• Task goal
Lines that contain "Escape" are to be copied from the material, every one of them.

_ _ _ _ _ _ _

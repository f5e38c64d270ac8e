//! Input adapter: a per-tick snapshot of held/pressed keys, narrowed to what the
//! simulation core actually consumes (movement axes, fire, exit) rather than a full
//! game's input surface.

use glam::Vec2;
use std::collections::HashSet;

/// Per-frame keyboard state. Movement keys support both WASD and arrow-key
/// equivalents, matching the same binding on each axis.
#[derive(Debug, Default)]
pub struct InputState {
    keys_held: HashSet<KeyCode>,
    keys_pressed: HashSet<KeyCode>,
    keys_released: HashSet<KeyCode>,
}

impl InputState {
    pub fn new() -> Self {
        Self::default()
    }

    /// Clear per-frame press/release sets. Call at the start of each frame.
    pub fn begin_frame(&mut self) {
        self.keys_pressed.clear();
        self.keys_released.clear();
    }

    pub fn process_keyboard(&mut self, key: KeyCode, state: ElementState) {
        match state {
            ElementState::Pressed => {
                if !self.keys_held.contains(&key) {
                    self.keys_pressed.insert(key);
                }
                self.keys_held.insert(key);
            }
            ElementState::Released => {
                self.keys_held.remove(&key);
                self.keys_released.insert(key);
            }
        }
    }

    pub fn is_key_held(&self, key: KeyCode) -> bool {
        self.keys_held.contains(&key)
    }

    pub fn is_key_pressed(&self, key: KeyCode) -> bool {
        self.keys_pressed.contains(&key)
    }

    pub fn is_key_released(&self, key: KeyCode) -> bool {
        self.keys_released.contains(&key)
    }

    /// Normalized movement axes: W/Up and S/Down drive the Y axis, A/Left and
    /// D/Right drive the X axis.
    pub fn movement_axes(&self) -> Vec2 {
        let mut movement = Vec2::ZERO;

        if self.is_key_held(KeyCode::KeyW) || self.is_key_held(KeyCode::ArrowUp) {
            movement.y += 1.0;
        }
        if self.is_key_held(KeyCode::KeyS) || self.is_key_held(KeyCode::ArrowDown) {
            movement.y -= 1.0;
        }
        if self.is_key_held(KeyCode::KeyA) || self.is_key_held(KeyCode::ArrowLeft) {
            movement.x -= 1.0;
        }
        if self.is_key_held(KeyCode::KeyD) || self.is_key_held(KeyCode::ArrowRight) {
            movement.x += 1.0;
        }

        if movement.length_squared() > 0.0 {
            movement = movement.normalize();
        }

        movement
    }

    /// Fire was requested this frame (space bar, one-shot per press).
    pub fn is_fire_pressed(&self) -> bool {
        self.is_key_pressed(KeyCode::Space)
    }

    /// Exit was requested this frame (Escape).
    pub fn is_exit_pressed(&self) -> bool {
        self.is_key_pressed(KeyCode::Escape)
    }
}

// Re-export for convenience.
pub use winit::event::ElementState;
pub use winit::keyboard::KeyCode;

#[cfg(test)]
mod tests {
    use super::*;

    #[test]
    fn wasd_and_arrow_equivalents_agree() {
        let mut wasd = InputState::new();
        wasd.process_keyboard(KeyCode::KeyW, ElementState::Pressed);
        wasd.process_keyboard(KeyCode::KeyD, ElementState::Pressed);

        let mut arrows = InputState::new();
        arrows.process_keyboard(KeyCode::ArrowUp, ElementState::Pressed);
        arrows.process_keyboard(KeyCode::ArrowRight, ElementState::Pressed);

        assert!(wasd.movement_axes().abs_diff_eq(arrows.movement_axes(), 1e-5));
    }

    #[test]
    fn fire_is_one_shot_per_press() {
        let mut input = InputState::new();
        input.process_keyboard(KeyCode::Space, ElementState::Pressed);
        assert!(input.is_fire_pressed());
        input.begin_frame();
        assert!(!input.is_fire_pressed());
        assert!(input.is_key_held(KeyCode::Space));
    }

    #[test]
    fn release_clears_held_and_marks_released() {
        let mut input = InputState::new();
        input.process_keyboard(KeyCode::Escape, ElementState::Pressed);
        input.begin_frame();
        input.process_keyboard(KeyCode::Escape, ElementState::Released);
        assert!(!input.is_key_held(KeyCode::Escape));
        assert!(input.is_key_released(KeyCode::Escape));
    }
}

_ _ _ _ _ _ _

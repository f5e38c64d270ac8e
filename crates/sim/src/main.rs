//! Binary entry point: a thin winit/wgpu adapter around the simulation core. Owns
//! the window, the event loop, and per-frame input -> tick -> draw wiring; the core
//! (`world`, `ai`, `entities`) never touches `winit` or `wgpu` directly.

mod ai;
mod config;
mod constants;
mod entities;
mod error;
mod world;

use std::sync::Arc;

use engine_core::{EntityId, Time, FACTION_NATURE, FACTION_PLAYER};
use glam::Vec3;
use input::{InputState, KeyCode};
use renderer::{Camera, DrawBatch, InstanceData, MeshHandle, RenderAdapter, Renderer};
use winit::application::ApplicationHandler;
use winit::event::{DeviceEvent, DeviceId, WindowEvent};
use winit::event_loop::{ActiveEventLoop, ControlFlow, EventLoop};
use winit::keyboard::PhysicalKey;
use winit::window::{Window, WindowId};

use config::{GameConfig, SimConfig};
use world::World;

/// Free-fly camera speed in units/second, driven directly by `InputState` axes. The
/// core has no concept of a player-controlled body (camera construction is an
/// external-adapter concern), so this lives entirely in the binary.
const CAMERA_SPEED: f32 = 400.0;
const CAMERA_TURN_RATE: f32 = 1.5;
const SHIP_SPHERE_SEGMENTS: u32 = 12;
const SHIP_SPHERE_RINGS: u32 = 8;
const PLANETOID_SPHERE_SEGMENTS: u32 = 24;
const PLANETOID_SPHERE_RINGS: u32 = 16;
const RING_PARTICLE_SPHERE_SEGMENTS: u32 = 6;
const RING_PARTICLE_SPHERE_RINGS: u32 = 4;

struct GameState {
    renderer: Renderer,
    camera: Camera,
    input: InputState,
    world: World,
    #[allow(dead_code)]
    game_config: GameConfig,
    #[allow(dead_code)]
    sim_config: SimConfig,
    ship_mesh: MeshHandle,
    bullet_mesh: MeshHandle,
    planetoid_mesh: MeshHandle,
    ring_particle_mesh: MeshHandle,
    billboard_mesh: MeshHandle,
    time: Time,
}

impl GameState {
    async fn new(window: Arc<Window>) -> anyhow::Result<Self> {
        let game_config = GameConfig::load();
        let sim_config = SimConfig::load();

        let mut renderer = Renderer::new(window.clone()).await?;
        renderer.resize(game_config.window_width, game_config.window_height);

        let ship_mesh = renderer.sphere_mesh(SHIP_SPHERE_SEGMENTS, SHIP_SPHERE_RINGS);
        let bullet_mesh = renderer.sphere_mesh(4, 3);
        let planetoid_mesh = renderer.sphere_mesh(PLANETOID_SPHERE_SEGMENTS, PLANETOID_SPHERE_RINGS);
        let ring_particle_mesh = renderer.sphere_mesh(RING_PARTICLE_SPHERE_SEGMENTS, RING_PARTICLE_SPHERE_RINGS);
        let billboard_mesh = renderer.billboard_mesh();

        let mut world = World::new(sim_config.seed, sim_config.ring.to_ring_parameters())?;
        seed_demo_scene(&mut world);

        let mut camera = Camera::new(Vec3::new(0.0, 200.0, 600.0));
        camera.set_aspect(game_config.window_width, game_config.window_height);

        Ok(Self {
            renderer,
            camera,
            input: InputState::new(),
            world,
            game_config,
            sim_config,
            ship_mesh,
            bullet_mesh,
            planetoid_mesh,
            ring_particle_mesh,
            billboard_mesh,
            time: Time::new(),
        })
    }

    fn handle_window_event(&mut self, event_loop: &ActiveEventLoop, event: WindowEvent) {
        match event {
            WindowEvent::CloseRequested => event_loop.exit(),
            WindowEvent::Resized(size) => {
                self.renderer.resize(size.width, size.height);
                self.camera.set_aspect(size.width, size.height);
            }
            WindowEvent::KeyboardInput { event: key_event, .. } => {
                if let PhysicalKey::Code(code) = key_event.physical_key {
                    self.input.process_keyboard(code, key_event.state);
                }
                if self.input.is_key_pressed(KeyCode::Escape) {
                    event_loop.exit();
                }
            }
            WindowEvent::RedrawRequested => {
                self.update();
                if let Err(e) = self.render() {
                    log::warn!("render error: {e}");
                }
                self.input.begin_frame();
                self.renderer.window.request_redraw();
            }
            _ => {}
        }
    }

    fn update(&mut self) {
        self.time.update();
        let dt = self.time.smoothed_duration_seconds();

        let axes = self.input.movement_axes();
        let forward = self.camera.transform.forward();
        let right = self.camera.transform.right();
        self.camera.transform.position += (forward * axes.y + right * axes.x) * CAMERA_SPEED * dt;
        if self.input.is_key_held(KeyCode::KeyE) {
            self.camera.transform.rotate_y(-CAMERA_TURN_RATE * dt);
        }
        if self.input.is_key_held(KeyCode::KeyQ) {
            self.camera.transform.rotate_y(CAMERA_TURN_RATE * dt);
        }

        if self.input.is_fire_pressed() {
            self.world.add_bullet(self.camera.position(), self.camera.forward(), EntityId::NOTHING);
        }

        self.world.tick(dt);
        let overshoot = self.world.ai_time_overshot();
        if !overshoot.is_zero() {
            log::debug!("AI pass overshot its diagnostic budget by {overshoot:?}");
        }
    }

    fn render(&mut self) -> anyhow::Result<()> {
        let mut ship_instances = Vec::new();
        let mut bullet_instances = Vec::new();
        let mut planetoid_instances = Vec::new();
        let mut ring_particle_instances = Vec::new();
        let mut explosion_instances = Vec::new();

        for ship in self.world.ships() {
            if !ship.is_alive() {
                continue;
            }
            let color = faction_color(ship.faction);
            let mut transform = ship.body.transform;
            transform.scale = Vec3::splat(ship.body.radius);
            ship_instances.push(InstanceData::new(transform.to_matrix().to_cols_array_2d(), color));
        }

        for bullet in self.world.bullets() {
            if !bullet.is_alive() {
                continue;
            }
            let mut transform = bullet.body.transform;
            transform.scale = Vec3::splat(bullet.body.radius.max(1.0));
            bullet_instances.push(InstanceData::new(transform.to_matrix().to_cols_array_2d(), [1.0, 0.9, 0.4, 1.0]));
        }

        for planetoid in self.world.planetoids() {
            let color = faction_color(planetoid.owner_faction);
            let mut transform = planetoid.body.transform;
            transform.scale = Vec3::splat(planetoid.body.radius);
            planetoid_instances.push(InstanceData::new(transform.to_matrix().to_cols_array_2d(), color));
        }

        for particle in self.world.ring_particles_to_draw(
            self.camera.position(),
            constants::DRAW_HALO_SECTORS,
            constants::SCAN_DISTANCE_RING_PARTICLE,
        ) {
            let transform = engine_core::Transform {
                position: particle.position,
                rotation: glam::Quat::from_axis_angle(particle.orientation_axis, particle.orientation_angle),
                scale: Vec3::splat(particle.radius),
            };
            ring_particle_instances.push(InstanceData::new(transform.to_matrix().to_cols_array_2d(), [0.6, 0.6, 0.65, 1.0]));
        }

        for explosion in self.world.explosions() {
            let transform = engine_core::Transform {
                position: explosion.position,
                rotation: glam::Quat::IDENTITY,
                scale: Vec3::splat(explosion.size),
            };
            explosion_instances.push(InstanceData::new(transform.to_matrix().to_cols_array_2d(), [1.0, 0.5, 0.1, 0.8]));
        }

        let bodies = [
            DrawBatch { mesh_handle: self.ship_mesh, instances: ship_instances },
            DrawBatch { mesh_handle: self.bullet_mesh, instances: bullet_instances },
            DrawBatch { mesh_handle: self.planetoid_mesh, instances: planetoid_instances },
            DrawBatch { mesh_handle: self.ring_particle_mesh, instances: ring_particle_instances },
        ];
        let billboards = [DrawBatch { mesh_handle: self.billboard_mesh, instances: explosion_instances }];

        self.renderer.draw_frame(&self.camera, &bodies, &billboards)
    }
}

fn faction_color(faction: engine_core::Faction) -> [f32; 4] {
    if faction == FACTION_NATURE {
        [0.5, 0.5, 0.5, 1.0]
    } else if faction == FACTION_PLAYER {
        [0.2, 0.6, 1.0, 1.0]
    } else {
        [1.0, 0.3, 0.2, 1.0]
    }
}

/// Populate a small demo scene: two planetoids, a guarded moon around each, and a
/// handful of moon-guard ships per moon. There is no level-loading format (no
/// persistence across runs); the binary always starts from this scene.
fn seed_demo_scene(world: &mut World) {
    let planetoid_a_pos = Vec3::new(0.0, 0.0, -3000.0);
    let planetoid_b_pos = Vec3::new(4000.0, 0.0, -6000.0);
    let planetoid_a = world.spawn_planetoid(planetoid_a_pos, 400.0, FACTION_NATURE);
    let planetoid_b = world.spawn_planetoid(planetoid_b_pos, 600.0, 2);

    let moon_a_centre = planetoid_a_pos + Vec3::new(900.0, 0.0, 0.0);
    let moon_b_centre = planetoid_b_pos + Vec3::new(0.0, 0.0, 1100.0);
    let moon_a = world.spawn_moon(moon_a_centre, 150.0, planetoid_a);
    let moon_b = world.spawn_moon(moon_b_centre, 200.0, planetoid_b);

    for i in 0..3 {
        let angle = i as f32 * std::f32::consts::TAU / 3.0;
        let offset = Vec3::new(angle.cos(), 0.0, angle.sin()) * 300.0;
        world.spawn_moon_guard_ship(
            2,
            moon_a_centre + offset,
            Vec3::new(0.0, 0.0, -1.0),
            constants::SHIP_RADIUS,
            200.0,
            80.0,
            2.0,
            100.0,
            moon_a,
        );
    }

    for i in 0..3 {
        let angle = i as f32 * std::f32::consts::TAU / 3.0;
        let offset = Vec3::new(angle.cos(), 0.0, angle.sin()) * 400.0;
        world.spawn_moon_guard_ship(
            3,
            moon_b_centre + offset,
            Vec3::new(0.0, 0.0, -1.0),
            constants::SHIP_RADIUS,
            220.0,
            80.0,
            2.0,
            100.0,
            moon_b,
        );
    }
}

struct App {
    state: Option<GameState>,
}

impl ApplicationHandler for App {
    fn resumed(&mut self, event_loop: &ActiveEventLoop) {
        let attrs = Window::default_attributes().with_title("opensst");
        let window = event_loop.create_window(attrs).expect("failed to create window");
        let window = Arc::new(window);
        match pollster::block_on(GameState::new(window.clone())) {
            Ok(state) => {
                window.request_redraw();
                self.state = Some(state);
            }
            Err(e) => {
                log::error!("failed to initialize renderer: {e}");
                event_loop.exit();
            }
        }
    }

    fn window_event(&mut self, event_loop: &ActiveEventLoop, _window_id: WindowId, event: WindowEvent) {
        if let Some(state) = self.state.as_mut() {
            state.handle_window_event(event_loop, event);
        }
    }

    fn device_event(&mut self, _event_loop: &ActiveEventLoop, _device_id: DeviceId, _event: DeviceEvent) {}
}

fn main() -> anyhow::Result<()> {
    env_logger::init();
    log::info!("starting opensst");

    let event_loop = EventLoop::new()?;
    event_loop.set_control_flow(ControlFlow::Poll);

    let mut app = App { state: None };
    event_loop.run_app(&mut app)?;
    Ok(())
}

_ _ _ _ _ _ _

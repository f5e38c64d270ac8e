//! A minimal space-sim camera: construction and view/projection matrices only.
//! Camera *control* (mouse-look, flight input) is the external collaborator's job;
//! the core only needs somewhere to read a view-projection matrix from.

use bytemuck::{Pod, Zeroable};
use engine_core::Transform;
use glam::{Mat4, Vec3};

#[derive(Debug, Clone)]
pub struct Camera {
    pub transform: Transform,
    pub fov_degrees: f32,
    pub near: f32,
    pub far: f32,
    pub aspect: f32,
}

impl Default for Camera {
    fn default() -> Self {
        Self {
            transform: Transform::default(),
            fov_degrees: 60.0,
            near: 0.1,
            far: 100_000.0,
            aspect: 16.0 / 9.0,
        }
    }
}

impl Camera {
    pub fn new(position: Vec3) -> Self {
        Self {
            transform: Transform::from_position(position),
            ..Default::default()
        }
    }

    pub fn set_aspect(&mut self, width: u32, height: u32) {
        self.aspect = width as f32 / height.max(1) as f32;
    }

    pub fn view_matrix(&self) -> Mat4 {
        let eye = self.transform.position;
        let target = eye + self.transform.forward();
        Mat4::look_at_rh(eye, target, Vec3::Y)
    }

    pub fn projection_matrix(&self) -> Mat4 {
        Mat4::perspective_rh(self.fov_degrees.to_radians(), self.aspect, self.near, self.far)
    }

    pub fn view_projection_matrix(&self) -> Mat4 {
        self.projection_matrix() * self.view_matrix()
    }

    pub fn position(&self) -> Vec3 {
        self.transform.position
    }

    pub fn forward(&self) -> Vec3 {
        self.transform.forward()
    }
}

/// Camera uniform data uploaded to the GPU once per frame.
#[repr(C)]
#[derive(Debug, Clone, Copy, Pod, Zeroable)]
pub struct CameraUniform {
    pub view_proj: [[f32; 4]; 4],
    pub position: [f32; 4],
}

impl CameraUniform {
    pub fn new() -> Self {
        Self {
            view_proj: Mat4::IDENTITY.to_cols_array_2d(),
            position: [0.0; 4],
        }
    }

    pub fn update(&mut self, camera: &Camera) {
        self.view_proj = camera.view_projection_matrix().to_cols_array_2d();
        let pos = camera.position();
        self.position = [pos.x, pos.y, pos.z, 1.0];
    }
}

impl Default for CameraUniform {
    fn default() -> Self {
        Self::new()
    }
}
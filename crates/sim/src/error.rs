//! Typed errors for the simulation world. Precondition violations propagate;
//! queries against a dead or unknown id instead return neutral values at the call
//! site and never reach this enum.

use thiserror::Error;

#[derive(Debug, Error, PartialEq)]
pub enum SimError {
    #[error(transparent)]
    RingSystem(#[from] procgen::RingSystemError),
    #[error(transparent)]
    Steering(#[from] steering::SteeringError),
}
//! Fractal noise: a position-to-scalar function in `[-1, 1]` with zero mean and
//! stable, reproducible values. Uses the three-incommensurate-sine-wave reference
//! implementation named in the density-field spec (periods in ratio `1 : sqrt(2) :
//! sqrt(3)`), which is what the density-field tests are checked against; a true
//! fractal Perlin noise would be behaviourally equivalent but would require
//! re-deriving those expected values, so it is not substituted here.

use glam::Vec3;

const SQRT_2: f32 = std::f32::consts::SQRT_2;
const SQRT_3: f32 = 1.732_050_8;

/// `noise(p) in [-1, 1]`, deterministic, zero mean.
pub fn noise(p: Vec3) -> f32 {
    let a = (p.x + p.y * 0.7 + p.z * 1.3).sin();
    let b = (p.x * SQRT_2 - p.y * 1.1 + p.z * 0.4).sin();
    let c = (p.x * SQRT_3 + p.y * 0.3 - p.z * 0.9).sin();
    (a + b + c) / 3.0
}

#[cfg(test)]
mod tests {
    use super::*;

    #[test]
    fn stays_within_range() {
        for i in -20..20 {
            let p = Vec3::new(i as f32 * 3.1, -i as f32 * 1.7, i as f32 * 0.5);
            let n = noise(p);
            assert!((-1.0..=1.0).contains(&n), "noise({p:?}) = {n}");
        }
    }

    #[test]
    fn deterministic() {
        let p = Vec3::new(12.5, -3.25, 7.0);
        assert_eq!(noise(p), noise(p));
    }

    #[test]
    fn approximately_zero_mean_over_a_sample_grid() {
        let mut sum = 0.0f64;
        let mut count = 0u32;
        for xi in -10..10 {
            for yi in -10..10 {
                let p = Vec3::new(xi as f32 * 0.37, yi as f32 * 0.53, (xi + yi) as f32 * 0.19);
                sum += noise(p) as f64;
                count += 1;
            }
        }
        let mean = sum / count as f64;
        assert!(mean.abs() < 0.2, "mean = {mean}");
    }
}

_ _ _ _ _ _ _

• Task response
    /// Exit was requested this frame (Escape).
        self.is_key_pressed(KeyCode::Escape)
        input.process_keyboard(KeyCode::Escape, ElementState::Pressed);
        input.process_keyboard(KeyCode::Escape, ElementState::Released);
        assert!(!input.is_key_held(KeyCode::Escape));
        assert!(input.is_key_released(KeyCode::Escape));
                if self.input.is_key_pressed(KeyCode::Escape) {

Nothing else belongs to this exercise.